Description of the task:
For each record that follows, write out an identical copy.

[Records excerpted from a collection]
══════

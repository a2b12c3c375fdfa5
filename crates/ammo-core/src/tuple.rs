//! Tuples exchanged with the external tuple store, and their schemas.
//!
//! A [`Tuple`] holds named [`Value`]s. Blob fields whose content lives
//! outside the row (see `BlobKind::Large` in `ammo-codec`) keep a placeholder
//! in `values` and their real bytes in `blobs`.

use std::collections::BTreeMap;

use serde::{Deserialize, Serialize};
use strum::{AsRefStr, Display, EnumIter, EnumString};

use crate::{Error, Result};

// ─── FieldType ───────────────────────────────────────────────────────────────

/// Declared type of a schema field, as named in contract descriptions.
#[derive(
  Debug,
  Clone,
  Copy,
  PartialEq,
  Eq,
  Hash,
  Serialize,
  Deserialize,
  Display,
  EnumString,
  AsRefStr,
  EnumIter,
)]
#[strum(serialize_all = "SCREAMING_SNAKE_CASE", ascii_case_insensitive)]
#[serde(rename_all = "SCREAMING_SNAKE_CASE")]
pub enum FieldType {
  Null,
  Bool,
  Blob,
  Float,
  Integer,
  Long,
  Text,
  Real,
  Fk,
  Guid,
  Exclusive,
  Inclusive,
  Timestamp,
  Short,
  File,
}

impl FieldType {
  pub const fn code(self) -> i32 {
    match self {
      Self::Null => 0,
      Self::Bool => 1,
      Self::Blob => 2,
      Self::Float => 3,
      Self::Integer => 4,
      Self::Long => 5,
      Self::Text => 6,
      Self::Real => 7,
      Self::Fk => 8,
      Self::Guid => 9,
      Self::Exclusive => 10,
      Self::Inclusive => 11,
      Self::Timestamp => 12,
      Self::Short => 13,
      Self::File => 14,
    }
  }

  /// Parse a contract type name, e.g. `"TEXT"` or `"timestamp"`.
  pub fn parse(name: &str) -> Result<Self> {
    name.trim().parse().map_err(|_| Error::UnknownFieldType(name.to_owned()))
  }
}

// ─── Value ───────────────────────────────────────────────────────────────────

#[derive(Debug, Clone, PartialEq)]
pub enum Value {
  Null,
  Bool(bool),
  Blob(Vec<u8>),
  Float(f64),
  Integer(i32),
  Long(i64),
  Text(String),
  Real(f64),
  ForeignKey(i64),
  Guid(String),
  Exclusive(i32),
  Inclusive(i32),
  /// Milliseconds since the Unix epoch.
  Timestamp(i64),
  Short(i16),
  /// Path of a file whose content travels as a blob.
  File(String),
}

impl Value {
  pub fn field_type(&self) -> FieldType {
    match self {
      Self::Null => FieldType::Null,
      Self::Bool(_) => FieldType::Bool,
      Self::Blob(_) => FieldType::Blob,
      Self::Float(_) => FieldType::Float,
      Self::Integer(_) => FieldType::Integer,
      Self::Long(_) => FieldType::Long,
      Self::Text(_) => FieldType::Text,
      Self::Real(_) => FieldType::Real,
      Self::ForeignKey(_) => FieldType::Fk,
      Self::Guid(_) => FieldType::Guid,
      Self::Exclusive(_) => FieldType::Exclusive,
      Self::Inclusive(_) => FieldType::Inclusive,
      Self::Timestamp(_) => FieldType::Timestamp,
      Self::Short(_) => FieldType::Short,
      Self::File(_) => FieldType::File,
    }
  }

  /// Text form used by self-describing encodings. Blobs and nulls have none.
  pub fn to_text(&self) -> Option<String> {
    Some(match self {
      Self::Null | Self::Blob(_) => return None,
      Self::Bool(v) => v.to_string(),
      Self::Float(v) | Self::Real(v) => v.to_string(),
      Self::Integer(v) | Self::Exclusive(v) | Self::Inclusive(v) => v.to_string(),
      Self::Long(v) | Self::ForeignKey(v) | Self::Timestamp(v) => v.to_string(),
      Self::Short(v) => v.to_string(),
      Self::Text(v) | Self::Guid(v) | Self::File(v) => v.clone(),
    })
  }

  /// Inverse of [`Value::to_text`] for a declared field type.
  pub fn from_text(field_type: FieldType, text: &str) -> Result<Self> {
    let bad = || Error::InvalidValue {
      field_type: field_type.to_string(),
      text:       text.to_owned(),
    };
    Ok(match field_type {
      FieldType::Null => Self::Null,
      FieldType::Bool => Self::Bool(match text {
        "true" | "1" => true,
        "false" | "0" => false,
        _ => return Err(bad()),
      }),
      FieldType::Blob => Self::Blob(text.as_bytes().to_vec()),
      FieldType::Float => Self::Float(text.parse().map_err(|_| bad())?),
      FieldType::Real => Self::Real(text.parse().map_err(|_| bad())?),
      FieldType::Integer => Self::Integer(text.parse().map_err(|_| bad())?),
      FieldType::Exclusive => Self::Exclusive(text.parse().map_err(|_| bad())?),
      FieldType::Inclusive => Self::Inclusive(text.parse().map_err(|_| bad())?),
      FieldType::Long => Self::Long(text.parse().map_err(|_| bad())?),
      FieldType::Fk => Self::ForeignKey(text.parse().map_err(|_| bad())?),
      FieldType::Timestamp => Self::Timestamp(text.parse().map_err(|_| bad())?),
      FieldType::Short => Self::Short(text.parse().map_err(|_| bad())?),
      FieldType::Text => Self::Text(text.to_owned()),
      FieldType::Guid => Self::Guid(text.to_owned()),
      FieldType::File => Self::File(text.to_owned()),
    })
  }
}

// ─── Tuple ───────────────────────────────────────────────────────────────────

#[derive(Debug, Clone, Default, PartialEq)]
pub struct Tuple {
  pub values: BTreeMap<String, Value>,
  /// Out-of-row blob content, keyed by field name.
  pub blobs:  BTreeMap<String, Vec<u8>>,
}

impl Tuple {
  pub fn new() -> Self { Self::default() }

  pub fn with(mut self, name: impl Into<String>, value: Value) -> Self {
    self.values.insert(name.into(), value);
    self
  }

  /// Attach out-of-row content for `name` and leave its placeholder in the row.
  pub fn with_large_blob(mut self, name: impl Into<String>, content: Vec<u8>) -> Self {
    let name = name.into();
    self.values.insert(name.clone(), Value::Blob(name.as_bytes().to_vec()));
    self.blobs.insert(name, content);
    self
  }

  pub fn get(&self, name: &str) -> Option<&Value> { self.values.get(name) }
}

// ─── Schema ──────────────────────────────────────────────────────────────────

#[derive(Debug, Clone, PartialEq, Eq, Serialize, Deserialize)]
pub struct Field {
  pub name:       String,
  pub field_type: FieldType,
}

/// Ordered field list for one topic; order is the terse wire order.
#[derive(Debug, Clone, Default, PartialEq, Eq, Serialize, Deserialize)]
pub struct Schema {
  pub fields: Vec<Field>,
}

impl Schema {
  pub fn new<I, S>(fields: I) -> Self
  where
    I: IntoIterator<Item = (S, FieldType)>,
    S: Into<String>,
  {
    Self {
      fields: fields
        .into_iter()
        .map(|(name, field_type)| Field { name: name.into(), field_type })
        .collect(),
    }
  }

  pub fn names(&self) -> impl Iterator<Item = &str> { self.fields.iter().map(|f| f.name.as_str()) }

  pub fn types(&self) -> impl Iterator<Item = FieldType> + '_ {
    self.fields.iter().map(|f| f.field_type)
  }
}
//! The channel collaborator: live status and asynchronous send.

use ammo_core::{channel::ChannelStatus, disposal::DisposalState};
use bytes::Bytes;

/// Invoked by a channel once it knows what became of a send.
pub type AckHandler = Box<dyn FnOnce(&str, DisposalState) + Send>;

/// Transport-side view of the network channels.
///
/// `send` must not block on the network: it hands the frame over and
/// reports the state the channel accepted it in (typically `QUEUED`, or
/// `BUSY` when its own queue is full). The final outcome arrives later
/// through `on_ack`.
pub trait Channels: Send + Sync {
  fn check_status(&self, channel: &str) -> ChannelStatus;

  fn send(&self, channel: &str, frame: Bytes, on_ack: AckHandler) -> DisposalState;
}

══════

Answer below:
repository a2b12c3c375fdfa5
filename crates/ammo-core/src/tuple.rs
//! Tuples exchanged with the external tuple store, and their schemas.
//!
//! A [`Tuple`] holds named [`Value`]s. Blob fields whose content lives
//! outside the row (see `BlobKind::Large` in `ammo-codec`) keep a placeholder
//! in `values` and their real bytes in `blobs`.

use std::collections::BTreeMap;

use serde::{Deserialize, Serialize};
use strum::{AsRefStr, Display, EnumIter, EnumString};

use crate::{Error, Result};

// ─── FieldType ───────────────────────────────────────────────────────────────

/// Declared type of a schema field, as named in contract descriptions.
#[derive(
  Debug,
  Clone,
  Copy,
  PartialEq,
  Eq,
  Hash,
  Serialize,
  Deserialize,
  Display,
  EnumString,
  AsRefStr,
  EnumIter,
)]
#[strum(serialize_all = "SCREAMING_SNAKE_CASE", ascii_case_insensitive)]
#[serde(rename_all = "SCREAMING_SNAKE_CASE")]
pub enum FieldType {
  Null,
  Bool,
  Blob,
  Float,
  Integer,
  Long,
  Text,
  Real,
  Fk,
  Guid,
  Exclusive,
  Inclusive,
  Timestamp,
  Short,
  File,
}

impl FieldType {
  pub const fn code(self) -> i32 {
    match self {
      Self::Null => 0,
      Self::Bool => 1,
      Self::Blob => 2,
      Self::Float => 3,
      Self::Integer => 4,
      Self::Long => 5,
      Self::Text => 6,
      Self::Real => 7,
      Self::Fk => 8,
      Self::Guid => 9,
      Self::Exclusive => 10,
      Self::Inclusive => 11,
      Self::Timestamp => 12,
      Self::Short => 13,
      Self::File => 14,
    }
  }

  /// Parse a contract type name, e.g. `"TEXT"` or `"timestamp"`.
  pub fn parse(name: &str) -> Result<Self> {
    name.trim().parse().map_err(|_| Error::UnknownFieldType(name.to_owned()))
  }
}

// ─── Value ───────────────────────────────────────────────────────────────────

#[derive(Debug, Clone, PartialEq)]
pub enum Value {
  Null,
  Bool(bool),
  Blob(Vec<u8>),
  Float(f64),
  Integer(i32),
  Long(i64),
  Text(String),
  Real(f64),
  ForeignKey(i64),
  Guid(String),
  Exclusive(i32),
  Inclusive(i32),
  /// Milliseconds since the Unix epoch.
  Timestamp(i64),
  Short(i16),
  /// Path of a file whose content travels as a blob.
  File(String),
}

impl Value {
  pub fn field_type(&self) -> FieldType {
    match self {
      Self::Null => FieldType::Null,
      Self::Bool(_) => FieldType::Bool,
      Self::Blob(_) => FieldType::Blob,
      Self::Float(_) => FieldType::Float,
      Self::Integer(_) => FieldType::Integer,
      Self::Long(_) => FieldType::Long,
      Self::Text(_) => FieldType::Text,
      Self::Real(_) => FieldType::Real,
      Self::ForeignKey(_) => FieldType::Fk,
      Self::Guid(_) => FieldType::Guid,
      Self::Exclusive(_) => FieldType::Exclusive,
      Self::Inclusive(_) => FieldType::Inclusive,
      Self::Timestamp(_) => FieldType::Timestamp,
      Self::Short(_) => FieldType::Short,
      Self::File(_) => FieldType::File,
    }
  }

  /// Text form used by self-describing encodings. Blobs and nulls have none.
  pub fn to_text(&self) -> Option<String> {
    Some(match self {
      Self::Null | Self::Blob(_) => return None,
      Self::Bool(v) => v.to_string(),
      Self::Float(v) | Self::Real(v) => v.to_string(),
      Self::Integer(v) | Self::Exclusive(v) | Self::Inclusive(v) => v.to_string(),
      Self::Long(v) | Self::ForeignKey(v) | Self::Timestamp(v) => v.to_string(),
      Self::Short(v) => v.to_string(),
      Self::Text(v) | Self::Guid(v) | Self::File(v) => v.clone(),
    })
  }

  /// Inverse of [`Value::to_text`] for a declared field type.
  pub fn from_text(field_type: FieldType, text: &str) -> Result<Self> {
    let bad = || Error::InvalidValue {
      field_type: field_type.to_string(),
      text:       text.to_owned(),
    };
    Ok(match field_type {
      FieldType::Null => Self::Null,
      FieldType::Bool => Self::Bool(match text {
        "true" | "1" => true,
        "false" | "0" => false,
        _ => return Err(bad()),
      }),
      FieldType::Blob => Self::Blob(text.as_bytes().to_vec()),
      FieldType::Float => Self::Float(text.parse().map_err(|_| bad())?),
      FieldType::Real => Self::Real(text.parse().map_err(|_| bad())?),
      FieldType::Integer => Self::Integer(text.parse().map_err(|_| bad())?),
      FieldType::Exclusive => Self::Exclusive(text.parse().map_err(|_| bad())?),
      FieldType::Inclusive => Self::Inclusive(text.parse().map_err(|_| bad())?),
      FieldType::Long => Self::Long(text.parse().map_err(|_| bad())?),
      FieldType::Fk => Self::ForeignKey(text.parse().map_err(|_| bad())?),
      FieldType::Timestamp => Self::Timestamp(text.parse().map_err(|_| bad())?),
      FieldType::Short => Self::Short(text.parse().map_err(|_| bad())?),
      FieldType::Text => Self::Text(text.to_owned()),
      FieldType::Guid => Self::Guid(text.to_owned()),
      FieldType::File => Self::File(text.to_owned()),
    })
  }
}

// ─── Tuple ───────────────────────────────────────────────────────────────────

#[derive(Debug, Clone, Default, PartialEq)]
pub struct Tuple {
  pub values: BTreeMap<String, Value>,
  /// Out-of-row blob content, keyed by field name.
  pub blobs:  BTreeMap<String, Vec<u8>>,
}

impl Tuple {
  pub fn new() -> Self { Self::default() }

  pub fn with(mut self, name: impl Into<String>, value: Value) -> Self {
    self.values.insert(name.into(), value);
    self
  }

  /// Attach out-of-row content for `name` and leave its placeholder in the row.
  pub fn with_large_blob(mut self, name: impl Into<String>, content: Vec<u8>) -> Self {
    let name = name.into();
    self.values.insert(name.clone(), Value::Blob(name.as_bytes().to_vec()));
    self.blobs.insert(name, content);
    self
  }

  pub fn get(&self, name: &str) -> Option<&Value> { self.values.get(name) }
}

// ─── Schema ──────────────────────────────────────────────────────────────────

#[derive(Debug, Clone, PartialEq, Eq, Serialize, Deserialize)]
pub struct Field {
  pub name:       String,
  pub field_type: FieldType,
}

/// Ordered field list for one topic; order is the terse wire order.
#[derive(Debug, Clone, Default, PartialEq, Eq, Serialize, Deserialize)]
pub struct Schema {
  pub fields: Vec<Field>,
}

impl Schema {
  pub fn new<I, S>(fields: I) -> Self
  where
    I: IntoIterator<Item = (S, FieldType)>,
    S: Into<String>,
  {
    Self {
      fields: fields
        .into_iter()
        .map(|(name, field_type)| Field { name: name.into(), field_type })
        .collect(),
    }
  }

  pub fn names(&self) -> impl Iterator<Item = &str> { self.fields.iter().map(|f| f.name.as_str()) }

  pub fn types(&self) -> impl Iterator<Item = FieldType> + '_ {
    self.fields.iter().map(|f| f.field_type)
  }
}
//! The channel collaborator: live status and asynchronous send.

use ammo_core::{channel::ChannelStatus, disposal::DisposalState};
use bytes::Bytes;

/// Invoked by a channel once it knows what became of a send.
pub type AckHandler = Box<dyn FnOnce(&str, DisposalState) + Send>;

/// Transport-side view of the network channels.
///
/// `send` must not block on the network: it hands the frame over and
/// reports the state the channel accepted it in (typically `QUEUED`, or
/// `BUSY` when its own queue is full). The final outcome arrives later
/// through `on_ack`.
pub trait Channels: Send + Sync {
  fn check_status(&self, channel: &str) -> ChannelStatus;

  fn send(&self, channel: &str, frame: Bytes, on_ack: AckHandler) -> DisposalState;
}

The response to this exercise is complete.